RAG 2.0: Advanced Retrieval Patterns for Production AI

I wrote “RAG 2.0: Advanced Retrieval Patterns for Production AI” to share practical, production-minded guidance on this topic.

The Evolution of RAG

RAG 1.0 (2023):
Query → Embed → Vector Search → Top-K → Generate

RAG 2.0 (2025):
Query → Analyze → Multi-Strategy Retrieval → Rerank → Filter → Generate → Verify

Combine vector and keyword search:

from azure.search.documents import SearchClient
from azure.search.documents.models import VectorizedQuery

class HybridSearcher:
    def __init__(self, search_client: SearchClient, embedder):
        self.search_client = search_client
        self.embedder = embedder

    def search(self, query: str, top_k: int = 10) -> list[dict]:
        # Generate embedding
        query_vector = self.embedder.embed(query)
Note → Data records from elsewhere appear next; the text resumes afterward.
pub mod signal;
pub mod tile;
pub mod tile_registry;

pub use signal::{Signal, SubscriptionId};
pub use tile::{Tile, TileId, TileSignals};
pub use tile_registry::{RegistryError, TileRegistry};
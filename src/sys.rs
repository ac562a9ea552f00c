pub mod geometry;
pub mod headless;
pub mod host;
        # Hybrid search: vector + keyword
        results = self.search_client.search(
            search_text=query,  # Keyword search
            vector_queries=[
                VectorizedQuery(
                    vector=query_vector,
                    k_nearest_neighbors=top_k * 2,  # Over-retrieve
                    fields="content_vector"
                )
            ],
            query_type="semantic",  # Enable semantic ranking
            semantic_configuration_name="default",
            top=top_k,
            select=["title", "content", "source", "metadata"]
        )

        return [
            {
                "title": r["title"],
                "content": r["content"],
                "source": r["source"],
                "score": r["@search.score"],
                "reranker_score": r.get("@search.reranker_score", 0)
            }
            for r in results
        ]

Pattern 2: Query Transformation

Improve retrieval by transforming queries:

class QueryTransformer:
    def __init__(self, llm_client):
        self.llm = llm_client

    async def transform(self, query: str) -> dict:
        """Transform user query for better retrieval."""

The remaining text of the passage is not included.